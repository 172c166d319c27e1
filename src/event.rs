//! # Network state events
//!
//! The connectivity of the module is tracked as explicit [ConnectivityState]. State changes are derived
//! from command outcomes and from unsolicited WiFi events and are reported to an optional [EventSink].
//!
//! All unsolicited events are dispatched at a single point while processing URC messages. Therefore each
//! event reported by the module is delivered to the sink at most once, no matter whether the application
//! is waiting for it by [handle_event()](crate::wifi::WifiAdapter::handle_event) or not.
//!
//! ## Example
//!
//! ````
//! # use core::cell::Cell;
//! # use mxchip_at_nal::event::{ConnectivityState, EventSink, StateChange};
//! # use mxchip_at_nal::example::{ExampleAtClient as AtClient, ExampleTimer};
//! # use mxchip_at_nal::wifi::{Adapter, WifiAdapter};
//! #
//! #[derive(Default)]
//! struct Recorder {
//!     last: Cell<Option<ConnectivityState>>,
//! }
//!
//! impl EventSink for Recorder {
//!     fn on_state_change(&self, change: StateChange) {
//!         self.last.set(Some(change.current));
//!     }
//! }
//!
//! let channel = AtClient::urc_channel();
//! let client = AtClient::init(&channel);
//! let recorder = Recorder::default();
//!
//! let mut adapter: Adapter<_, _, 1_000_000, 256, 128, 8, 4> =
//!     Adapter::new(client, channel.subscriber().unwrap(), ExampleTimer::default());
//! adapter.attach(&recorder);
//!
//! adapter.join("test_wifi", "secret").unwrap();
//! assert_eq!(Some(ConnectivityState::Associated), recorder.last.get());
//! ````
use heapless::String;

/// Max. length of the text of a WiFi event
pub const EVENT_TEXT_LEN: usize = 32;

/// Connectivity of the module to an access point
#[derive(Copy, Clone, Debug, PartialEq, Eq, Default)]
pub enum ConnectivityState {
    /// Not joined to any access point
    #[default]
    Disassociated,

    /// Join was requested and accepted, waiting for the station to come up
    Associating,

    /// Station is up
    Associated,

    /// Module is restarting
    Rebooting,
}

/// Inputs of the connectivity state machine
#[derive(Copy, Clone, Debug, PartialEq, Eq)]
pub enum Trigger {
    /// Join command was accepted by the module
    JoinAccepted,

    /// Join command failed
    JoinRejected,

    /// Module reported that the station is up
    StationUp,

    /// Module reported that the station is down
    StationDown,

    /// Leave command was accepted by the module
    LeaveAccepted,

    /// Restart or factory reset was requested
    RestartRequested,

    /// Module did not report the reboot after a requested restart
    RestartFailed,

    /// Module reported a reboot
    Rebooted,
}

impl ConnectivityState {
    /// Returns the state following on the given trigger
    pub fn transition(self, trigger: Trigger) -> Self {
        match (self, trigger) {
            (_, Trigger::RestartRequested) => Self::Rebooting,
            (_, Trigger::Rebooted) | (_, Trigger::RestartFailed) => Self::Disassociated,
            (Self::Rebooting, _) => Self::Rebooting,
            (_, Trigger::StationUp) => Self::Associated,
            (_, Trigger::StationDown) | (_, Trigger::LeaveAccepted) => Self::Disassociated,
            (Self::Associated, Trigger::JoinAccepted) => Self::Associated,
            (_, Trigger::JoinAccepted) => Self::Associating,
            (Self::Associating, Trigger::JoinRejected) => Self::Disassociated,
            (state, Trigger::JoinRejected) => state,
        }
    }
}

/// Change of the connectivity state passed to the [EventSink]
#[derive(Copy, Clone, Debug, PartialEq, Eq)]
pub struct StateChange {
    pub previous: ConnectivityState,
    pub current: ConnectivityState,

    /// Cause of the change
    pub trigger: Trigger,
}

/// Receiver of network state changes
pub trait EventSink {
    /// Gets called whenever the connectivity state has changed or the module rebooted
    fn on_state_change(&self, change: StateChange);
}

/// Unsolicited WiFi events which can be awaited by `handle_event()`
#[derive(Copy, Clone, Debug, PartialEq, Eq)]
pub enum EventKind {
    /// Station connected to the access point
    StationUp,

    /// Station lost the connection
    StationDown,

    /// Module rebooted
    Reboot,
}

impl EventKind {
    pub(crate) const COUNT: usize = 3;

    pub(crate) fn index(self) -> usize {
        match self {
            EventKind::StationUp => 0,
            EventKind::StationDown => 1,
            EventKind::Reboot => 2,
        }
    }

    /// Maps the text of a `+WEVENT:<TEXT>` message
    pub(crate) fn from_text(text: &str) -> Option<Self> {
        match text {
            "STATION_UP" => Some(Self::StationUp),
            "STATION_DOWN" => Some(Self::StationDown),
            "REBOOT" => Some(Self::Reboot),
            _ => None,
        }
    }

    pub(crate) fn trigger(self) -> Trigger {
        match self {
            EventKind::StationUp => Trigger::StationUp,
            EventKind::StationDown => Trigger::StationDown,
            EventKind::Reboot => Trigger::Rebooted,
        }
    }
}

/// Errors when waiting for an event
#[derive(Clone, Debug, PartialEq)]
pub enum EventError {
    /// Event was not observed within the timeout
    Timeout,

    /// Upstream timer error
    TimerError,
}

/// Last observed occurrence of a single event kind
#[derive(Clone, Debug, Default)]
pub(crate) struct EventRecord {
    /// Incremented on every dispatched event, used to tell apart events already observed by a waiter
    pub(crate) sequence: u32,

    /// Text of the last event
    pub(crate) text: String<EVENT_TEXT_LEN>,
}

/// Connectivity state and event bookkeeping of a session
#[derive(Clone, Debug, Default)]
pub(crate) struct EventLog {
    pub(crate) state: ConnectivityState,

    records: [EventRecord; EventKind::COUNT],
}

impl EventLog {
    /// Applies the trigger and informs the sink if the state changed. Reboots are always reported.
    pub(crate) fn apply(&mut self, trigger: Trigger, sink: Option<&dyn EventSink>) {
        let previous = self.state;
        self.state = previous.transition(trigger);

        if previous == self.state && trigger != Trigger::Rebooted {
            return;
        }

        log::debug!("Connectivity {:?} -> {:?} ({:?})", previous, self.state, trigger);

        if let Some(sink) = sink {
            sink.on_state_change(StateChange {
                previous,
                current: self.state,
                trigger,
            });
        }
    }

    /// Records the event and applies the related transition
    pub(crate) fn dispatch(&mut self, kind: EventKind, text: &str, sink: Option<&dyn EventSink>) {
        let record = &mut self.records[kind.index()];
        record.sequence = record.sequence.wrapping_add(1);
        record.text.clear();
        for c in text.chars() {
            if record.text.push(c).is_err() {
                break;
            }
        }

        self.apply(kind.trigger(), sink);
    }

    pub(crate) fn sequence(&self, kind: EventKind) -> u32 {
        self.records[kind.index()].sequence
    }

    pub(crate) fn text(&self, kind: EventKind) -> String<EVENT_TEXT_LEN> {
        self.records[kind.index()].text.clone()
    }
}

# Work instructions:
Check each line of the entries above for the string "ConnectivityState", and return those that contain it.

# The completed task:
//! The connectivity of the module is tracked as explicit [ConnectivityState]. State changes are derived
//! # use mxchip_at_nal::event::{ConnectivityState, EventSink, StateChange};
//!     last: Cell<Option<ConnectivityState>>,
//! assert_eq!(Some(ConnectivityState::Associated), recorder.last.get());
pub enum ConnectivityState {
impl ConnectivityState {
    pub previous: ConnectivityState,
    pub current: ConnectivityState,
    pub(crate) state: ConnectivityState,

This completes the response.